● **Task to complete**
Once you reach the end of the data, transcribe all of it exactly.

● **Data**

//! Error types for reels-rs.

use axum::{
    Json,
    http::StatusCode,
    response::{IntoResponse, Response},
};
use serde_json::json;
use thiserror::Error;

/// Application result type.
pub type AppResult<T> = Result<T, AppError>;

/// Application error type.
#[derive(Debug, Error)]
pub enum AppError {
    // === Client Errors ===
    #[error("Not found: {0}")]
    NotFound(String),

    #[error("Reel not found")]
    ReelNotFound(String),

    #[error("Comment not found")]
    CommentNotFound(String),

    #[error("User not found")]
    UserNotFound(String),

    /// Missing token, unresolvable token subject, or bad credentials.
    #[error("Access denied: {0}")]
    Unauthenticated(String),

    /// Malformed or unverifiable bearer token.
    #[error("Invalid token")]
    InvalidToken,

    #[error("{0}")]
    Forbidden(String),

    #[error("{0}")]
    InvalidArgument(String),

    #[error("Validation error: {0}")]
    Validation(String),

    // === Server Errors ===
    #[error("Database error: {0}")]
    Database(String),

    #[error("Configuration error: {0}")]
    Config(String),

    #[error("Internal error: {0}")]
    Internal(String),
}

impl AppError {
    /// Returns the HTTP status code for this error.
    #[must_use]
    pub const fn status_code(&self) -> StatusCode {
        match self {
            // 4xx Client Errors
            Self::NotFound(_)
            | Self::ReelNotFound(_)
            | Self::CommentNotFound(_)
            | Self::UserNotFound(_) => StatusCode::NOT_FOUND,
            Self::Unauthenticated(_) => StatusCode::UNAUTHORIZED,
            Self::Forbidden(_) => StatusCode::FORBIDDEN,
            // An unverifiable token is reported as a bad request, not 401.
            Self::InvalidToken | Self::InvalidArgument(_) | Self::Validation(_) => {
                StatusCode::BAD_REQUEST
            }

            // 5xx Server Errors
            Self::Database(_) | Self::Config(_) | Self::Internal(_) => {
                StatusCode::INTERNAL_SERVER_ERROR
            }
        }
    }

    /// Returns the error code used in log fields.
    #[must_use]
    pub const fn error_code(&self) -> &'static str {
        match self {
            Self::NotFound(_) => "NOT_FOUND",
            Self::ReelNotFound(_) => "REEL_NOT_FOUND",
            Self::CommentNotFound(_) => "COMMENT_NOT_FOUND",
            Self::UserNotFound(_) => "USER_NOT_FOUND",
            Self::Unauthenticated(_) => "UNAUTHENTICATED",
            Self::InvalidToken => "INVALID_TOKEN",
            Self::Forbidden(_) => "FORBIDDEN",
            Self::InvalidArgument(_) => "INVALID_ARGUMENT",
            Self::Validation(_) => "VALIDATION_ERROR",
            Self::Database(_) => "DATABASE_ERROR",
            Self::Config(_) => "CONFIG_ERROR",
            Self::Internal(_) => "INTERNAL_ERROR",
        }
    }

    /// Returns whether this error should be logged at error level.
    #[must_use]
    pub fn is_server_error(&self) -> bool {
        self.status_code().is_server_error()
    }
}

impl IntoResponse for AppError {
    fn into_response(self) -> Response {
        let status = self.status_code();
        let code = self.error_code();

        // Log server errors
        if self.is_server_error() {
            tracing::error!(error = %self, code = code, "Server error occurred");
        } else {
            tracing::debug!(error = %self, code = code, "Client error occurred");
        }

        // The wire format is a single message field.
        let body = Json(json!({
            "error": self.to_string(),
        }));

        (status, body).into_response()
    }
}

// === From implementations ===

impl From<validator::ValidationErrors> for AppError {
    fn from(err: validator::ValidationErrors) -> Self {
        Self::Validation(err.to_string())
    }
}

impl From<config::ConfigError> for AppError {
    fn from(err: config::ConfigError) -> Self {
        Self::Config(err.to_string())
    }
}

impl From<anyhow::Error> for AppError {
    fn from(err: anyhow::Error) -> Self {
        Self::Internal(err.to_string())
    }
}

#[cfg(test)]
mod tests {
    use super::*;

    #[test]
    fn status_codes_follow_the_taxonomy() {
        assert_eq!(
            AppError::Unauthenticated("no token provided".into()).status_code(),
            StatusCode::UNAUTHORIZED
        );
        assert_eq!(AppError::InvalidToken.status_code(), StatusCode::BAD_REQUEST);
        assert_eq!(
            AppError::Forbidden("not yours".into()).status_code(),
            StatusCode::FORBIDDEN
        );
        assert_eq!(
            AppError::ReelNotFound("01abc".into()).status_code(),
            StatusCode::NOT_FOUND
        );
        assert_eq!(
            AppError::InvalidArgument("bad id".into()).status_code(),
            StatusCode::BAD_REQUEST
        );
        assert_eq!(
            AppError::Internal("delete affected no rows".into()).status_code(),
            StatusCode::INTERNAL_SERVER_ERROR
        );
    }

    #[test]
    fn server_errors_are_flagged() {
        assert!(AppError::Database("boom".into()).is_server_error());
        assert!(!AppError::Forbidden("nope".into()).is_server_error());
    }
}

● **Solution**
//! Error types for reels-rs.

use axum::{
    Json,
    http::StatusCode,
    response::{IntoResponse, Response},
};
use serde_json::json;
use thiserror::Error;

/// Application result type.
pub type AppResult<T> = Result<T, AppError>;

/// Application error type.
#[derive(Debug, Error)]
pub enum AppError {
    // === Client Errors ===
    #[error("Not found: {0}")]
    NotFound(String),

    #[error("Reel not found")]
    ReelNotFound(String),

    #[error("Comment not found")]
    CommentNotFound(String),

    #[error("User not found")]
    UserNotFound(String),

    /// Missing token, unresolvable token subject, or bad credentials.
    #[error("Access denied: {0}")]
    Unauthenticated(String),

    /// Malformed or unverifiable bearer token.
    #[error("Invalid token")]
    InvalidToken,

    #[error("{0}")]
    Forbidden(String),

    #[error("{0}")]
    InvalidArgument(String),

    #[error("Validation error: {0}")]
    Validation(String),

    // === Server Errors ===
    #[error("Database error: {0}")]
    Database(String),

    #[error("Configuration error: {0}")]
    Config(String),

    #[error("Internal error: {0}")]
    Internal(String),
}

impl AppError {
    /// Returns the HTTP status code for this error.
    #[must_use]
    pub const fn status_code(&self) -> StatusCode {
        match self {
            // 4xx Client Errors
            Self::NotFound(_)
            | Self::ReelNotFound(_)
            | Self::CommentNotFound(_)
            | Self::UserNotFound(_) => StatusCode::NOT_FOUND,
            Self::Unauthenticated(_) => StatusCode::UNAUTHORIZED,
            Self::Forbidden(_) => StatusCode::FORBIDDEN,
            // An unverifiable token is reported as a bad request, not 401.
            Self::InvalidToken | Self::InvalidArgument(_) | Self::Validation(_) => {
                StatusCode::BAD_REQUEST
            }

            // 5xx Server Errors
            Self::Database(_) | Self::Config(_) | Self::Internal(_) => {
                StatusCode::INTERNAL_SERVER_ERROR
            }
        }
    }

    /// Returns the error code used in log fields.
    #[must_use]
    pub const fn error_code(&self) -> &'static str {
        match self {
            Self::NotFound(_) => "NOT_FOUND",
            Self::ReelNotFound(_) => "REEL_NOT_FOUND",
            Self::CommentNotFound(_) => "COMMENT_NOT_FOUND",
            Self::UserNotFound(_) => "USER_NOT_FOUND",
            Self::Unauthenticated(_) => "UNAUTHENTICATED",
            Self::InvalidToken => "INVALID_TOKEN",
            Self::Forbidden(_) => "FORBIDDEN",
            Self::InvalidArgument(_) => "INVALID_ARGUMENT",
            Self::Validation(_) => "VALIDATION_ERROR",
            Self::Database(_) => "DATABASE_ERROR",
            Self::Config(_) => "CONFIG_ERROR",
            Self::Internal(_) => "INTERNAL_ERROR",
        }
    }

    /// Returns whether this error should be logged at error level.
    #[must_use]
    pub fn is_server_error(&self) -> bool {
        self.status_code().is_server_error()
    }
}

impl IntoResponse for AppError {
    fn into_response(self) -> Response {
        let status = self.status_code();
        let code = self.error_code();

        // Log server errors
        if self.is_server_error() {
            tracing::error!(error = %self, code = code, "Server error occurred");
        } else {
            tracing::debug!(error = %self, code = code, "Client error occurred");
        }

        // The wire format is a single message field.
        let body = Json(json!({
            "error": self.to_string(),
        }));

        (status, body).into_response()
    }
}

// === From implementations ===

impl From<validator::ValidationErrors> for AppError {
    fn from(err: validator::ValidationErrors) -> Self {
        Self::Validation(err.to_string())
    }
}

impl From<config::ConfigError> for AppError {
    fn from(err: config::ConfigError) -> Self {
        Self::Config(err.to_string())
    }
}

impl From<anyhow::Error> for AppError {
    fn from(err: anyhow::Error) -> Self {
        Self::Internal(err.to_string())
    }
}

#[cfg(test)]
mod tests {
    use super::*;

    #[test]
    fn status_codes_follow_the_taxonomy() {
        assert_eq!(
            AppError::Unauthenticated("no token provided".into()).status_code(),
            StatusCode::UNAUTHORIZED
        );
        assert_eq!(AppError::InvalidToken.status_code(), StatusCode::BAD_REQUEST);
        assert_eq!(
            AppError::Forbidden("not yours".into()).status_code(),
            StatusCode::FORBIDDEN
        );
        assert_eq!(
            AppError::ReelNotFound("01abc".into()).status_code(),
            StatusCode::NOT_FOUND
        );
        assert_eq!(
            AppError::InvalidArgument("bad id".into()).status_code(),
            StatusCode::BAD_REQUEST
        );
        assert_eq!(
            AppError::Internal("delete affected no rows".into()).status_code(),
            StatusCode::INTERNAL_SERVER_ERROR
        );
    }

    #[test]
    fn server_errors_are_flagged() {
        assert!(AppError::Database("boom".into()).is_server_error());
        assert!(!AppError::Forbidden("nope".into()).is_server_error());
    }
}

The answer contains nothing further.